**WHAT THIS TASK INVOLVES:** The answer must be every line below that holds the word "original".

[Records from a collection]
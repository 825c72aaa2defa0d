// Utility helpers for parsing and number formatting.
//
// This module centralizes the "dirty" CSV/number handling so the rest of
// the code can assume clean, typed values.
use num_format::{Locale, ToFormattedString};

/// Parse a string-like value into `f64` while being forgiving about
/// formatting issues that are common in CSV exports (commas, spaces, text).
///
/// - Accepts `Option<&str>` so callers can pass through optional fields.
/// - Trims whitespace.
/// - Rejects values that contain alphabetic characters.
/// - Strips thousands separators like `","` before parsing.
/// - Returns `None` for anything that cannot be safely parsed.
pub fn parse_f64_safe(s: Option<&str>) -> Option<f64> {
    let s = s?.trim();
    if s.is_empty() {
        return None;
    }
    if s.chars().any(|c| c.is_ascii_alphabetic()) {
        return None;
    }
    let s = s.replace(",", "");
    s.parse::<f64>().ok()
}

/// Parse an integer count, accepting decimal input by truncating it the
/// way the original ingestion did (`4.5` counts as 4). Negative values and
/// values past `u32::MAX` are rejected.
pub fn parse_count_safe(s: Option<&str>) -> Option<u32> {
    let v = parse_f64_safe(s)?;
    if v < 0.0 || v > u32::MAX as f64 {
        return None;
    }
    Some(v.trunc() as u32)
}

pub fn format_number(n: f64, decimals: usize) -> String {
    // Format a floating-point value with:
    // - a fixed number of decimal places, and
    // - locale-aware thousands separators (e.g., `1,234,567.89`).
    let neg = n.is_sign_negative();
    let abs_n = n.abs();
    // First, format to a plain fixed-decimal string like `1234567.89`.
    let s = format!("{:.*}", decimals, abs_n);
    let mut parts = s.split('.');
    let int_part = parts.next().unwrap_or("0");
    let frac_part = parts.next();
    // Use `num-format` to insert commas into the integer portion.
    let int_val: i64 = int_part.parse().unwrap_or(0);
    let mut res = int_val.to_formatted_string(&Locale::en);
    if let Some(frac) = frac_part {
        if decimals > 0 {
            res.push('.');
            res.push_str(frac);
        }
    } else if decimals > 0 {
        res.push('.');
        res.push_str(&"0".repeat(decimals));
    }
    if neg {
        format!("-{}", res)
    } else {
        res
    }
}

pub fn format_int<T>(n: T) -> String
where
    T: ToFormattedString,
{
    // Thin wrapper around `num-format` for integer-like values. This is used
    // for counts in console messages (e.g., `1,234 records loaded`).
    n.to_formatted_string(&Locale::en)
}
---
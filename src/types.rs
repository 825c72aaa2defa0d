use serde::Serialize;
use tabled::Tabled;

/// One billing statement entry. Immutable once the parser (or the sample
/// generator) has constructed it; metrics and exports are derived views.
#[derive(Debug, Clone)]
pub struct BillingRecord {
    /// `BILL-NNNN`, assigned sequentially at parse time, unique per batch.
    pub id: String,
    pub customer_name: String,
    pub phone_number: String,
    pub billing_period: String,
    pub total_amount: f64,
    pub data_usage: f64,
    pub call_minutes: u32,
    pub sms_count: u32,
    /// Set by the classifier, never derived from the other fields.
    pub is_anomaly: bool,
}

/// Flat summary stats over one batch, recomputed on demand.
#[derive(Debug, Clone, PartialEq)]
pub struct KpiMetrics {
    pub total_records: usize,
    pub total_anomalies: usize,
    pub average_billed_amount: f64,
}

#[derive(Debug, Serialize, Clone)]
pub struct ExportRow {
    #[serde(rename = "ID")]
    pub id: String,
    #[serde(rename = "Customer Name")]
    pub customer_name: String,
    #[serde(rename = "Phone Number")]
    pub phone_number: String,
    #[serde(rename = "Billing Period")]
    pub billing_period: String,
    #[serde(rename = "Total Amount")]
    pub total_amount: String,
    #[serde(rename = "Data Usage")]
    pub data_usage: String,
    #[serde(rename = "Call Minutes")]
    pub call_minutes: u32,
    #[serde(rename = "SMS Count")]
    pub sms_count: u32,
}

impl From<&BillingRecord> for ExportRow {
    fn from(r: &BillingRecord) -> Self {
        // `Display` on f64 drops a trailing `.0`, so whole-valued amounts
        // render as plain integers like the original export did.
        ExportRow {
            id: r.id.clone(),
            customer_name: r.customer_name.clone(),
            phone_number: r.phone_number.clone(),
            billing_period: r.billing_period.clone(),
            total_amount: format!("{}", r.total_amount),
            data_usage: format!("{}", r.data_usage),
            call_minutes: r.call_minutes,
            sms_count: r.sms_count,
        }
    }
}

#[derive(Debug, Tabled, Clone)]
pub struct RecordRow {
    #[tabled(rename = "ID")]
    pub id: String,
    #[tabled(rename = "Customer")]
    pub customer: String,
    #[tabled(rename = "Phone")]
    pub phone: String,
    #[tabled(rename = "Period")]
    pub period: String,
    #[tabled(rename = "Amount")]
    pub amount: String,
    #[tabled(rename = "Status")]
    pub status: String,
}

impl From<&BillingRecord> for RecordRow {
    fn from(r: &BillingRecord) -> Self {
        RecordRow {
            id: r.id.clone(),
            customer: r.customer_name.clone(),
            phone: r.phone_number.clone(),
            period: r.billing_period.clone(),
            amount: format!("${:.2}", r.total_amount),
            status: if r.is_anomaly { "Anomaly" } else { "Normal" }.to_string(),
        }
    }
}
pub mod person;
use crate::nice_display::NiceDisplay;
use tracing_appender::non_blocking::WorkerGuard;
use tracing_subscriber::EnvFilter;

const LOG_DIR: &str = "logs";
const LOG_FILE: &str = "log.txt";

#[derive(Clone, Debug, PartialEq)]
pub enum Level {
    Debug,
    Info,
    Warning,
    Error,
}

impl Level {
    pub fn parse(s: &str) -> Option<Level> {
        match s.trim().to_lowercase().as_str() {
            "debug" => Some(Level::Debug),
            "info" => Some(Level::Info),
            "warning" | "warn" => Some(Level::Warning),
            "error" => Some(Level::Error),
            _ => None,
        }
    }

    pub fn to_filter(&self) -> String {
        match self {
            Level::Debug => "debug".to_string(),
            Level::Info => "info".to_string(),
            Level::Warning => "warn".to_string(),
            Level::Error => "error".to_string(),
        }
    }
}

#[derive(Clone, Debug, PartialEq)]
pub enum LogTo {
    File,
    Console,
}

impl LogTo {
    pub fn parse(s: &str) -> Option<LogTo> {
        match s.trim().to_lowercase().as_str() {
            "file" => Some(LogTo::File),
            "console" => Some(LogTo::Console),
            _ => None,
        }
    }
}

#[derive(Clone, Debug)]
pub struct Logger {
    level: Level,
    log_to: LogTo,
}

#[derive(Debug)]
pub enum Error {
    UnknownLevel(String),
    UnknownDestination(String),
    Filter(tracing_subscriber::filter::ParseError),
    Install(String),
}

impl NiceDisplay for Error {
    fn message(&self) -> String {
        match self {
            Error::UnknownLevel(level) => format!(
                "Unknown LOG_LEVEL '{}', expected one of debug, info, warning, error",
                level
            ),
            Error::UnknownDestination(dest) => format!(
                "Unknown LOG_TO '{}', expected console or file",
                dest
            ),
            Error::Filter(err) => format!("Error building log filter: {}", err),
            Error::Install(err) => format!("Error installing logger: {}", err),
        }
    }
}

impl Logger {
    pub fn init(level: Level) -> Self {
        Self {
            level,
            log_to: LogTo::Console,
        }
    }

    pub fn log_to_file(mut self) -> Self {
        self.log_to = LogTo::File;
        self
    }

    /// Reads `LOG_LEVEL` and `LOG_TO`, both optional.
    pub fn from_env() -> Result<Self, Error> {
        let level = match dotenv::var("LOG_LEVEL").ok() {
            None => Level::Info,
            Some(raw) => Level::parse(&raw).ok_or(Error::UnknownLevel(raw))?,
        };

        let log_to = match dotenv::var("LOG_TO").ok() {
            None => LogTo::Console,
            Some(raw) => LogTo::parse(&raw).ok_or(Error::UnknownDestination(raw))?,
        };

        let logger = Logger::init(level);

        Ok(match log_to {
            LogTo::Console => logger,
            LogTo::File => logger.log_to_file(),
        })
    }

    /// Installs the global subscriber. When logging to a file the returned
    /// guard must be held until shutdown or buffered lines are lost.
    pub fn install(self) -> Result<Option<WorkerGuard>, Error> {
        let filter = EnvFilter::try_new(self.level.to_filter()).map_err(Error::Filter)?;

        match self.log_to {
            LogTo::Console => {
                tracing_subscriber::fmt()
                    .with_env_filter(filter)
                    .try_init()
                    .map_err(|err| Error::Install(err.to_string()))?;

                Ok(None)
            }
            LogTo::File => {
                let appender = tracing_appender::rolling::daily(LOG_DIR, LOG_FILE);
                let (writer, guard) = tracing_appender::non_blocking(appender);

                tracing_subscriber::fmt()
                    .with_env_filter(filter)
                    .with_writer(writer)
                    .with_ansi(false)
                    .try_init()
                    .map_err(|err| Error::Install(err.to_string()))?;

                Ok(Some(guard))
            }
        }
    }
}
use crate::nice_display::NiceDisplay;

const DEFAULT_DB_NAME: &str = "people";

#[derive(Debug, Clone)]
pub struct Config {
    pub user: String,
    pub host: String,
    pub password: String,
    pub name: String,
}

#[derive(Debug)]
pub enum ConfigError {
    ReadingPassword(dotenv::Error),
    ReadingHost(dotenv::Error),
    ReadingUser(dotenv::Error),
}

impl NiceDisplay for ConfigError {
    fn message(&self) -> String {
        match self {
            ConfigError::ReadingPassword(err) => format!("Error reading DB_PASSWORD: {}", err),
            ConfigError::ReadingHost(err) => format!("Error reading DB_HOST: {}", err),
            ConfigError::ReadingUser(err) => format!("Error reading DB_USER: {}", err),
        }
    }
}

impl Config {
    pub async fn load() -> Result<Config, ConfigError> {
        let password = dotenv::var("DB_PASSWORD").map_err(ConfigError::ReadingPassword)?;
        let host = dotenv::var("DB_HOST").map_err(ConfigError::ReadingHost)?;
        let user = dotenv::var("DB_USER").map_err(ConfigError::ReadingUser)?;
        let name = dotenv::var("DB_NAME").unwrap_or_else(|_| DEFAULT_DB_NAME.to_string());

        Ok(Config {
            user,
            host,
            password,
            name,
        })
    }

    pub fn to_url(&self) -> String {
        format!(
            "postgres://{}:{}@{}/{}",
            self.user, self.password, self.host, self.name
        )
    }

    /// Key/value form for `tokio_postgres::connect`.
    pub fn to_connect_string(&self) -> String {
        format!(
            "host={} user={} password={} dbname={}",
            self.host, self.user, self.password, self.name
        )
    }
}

**ANSWER BOX:**
/// way the original ingestion did (`4.5` counts as 4). Negative values and
        // render as plain integers like the original export did.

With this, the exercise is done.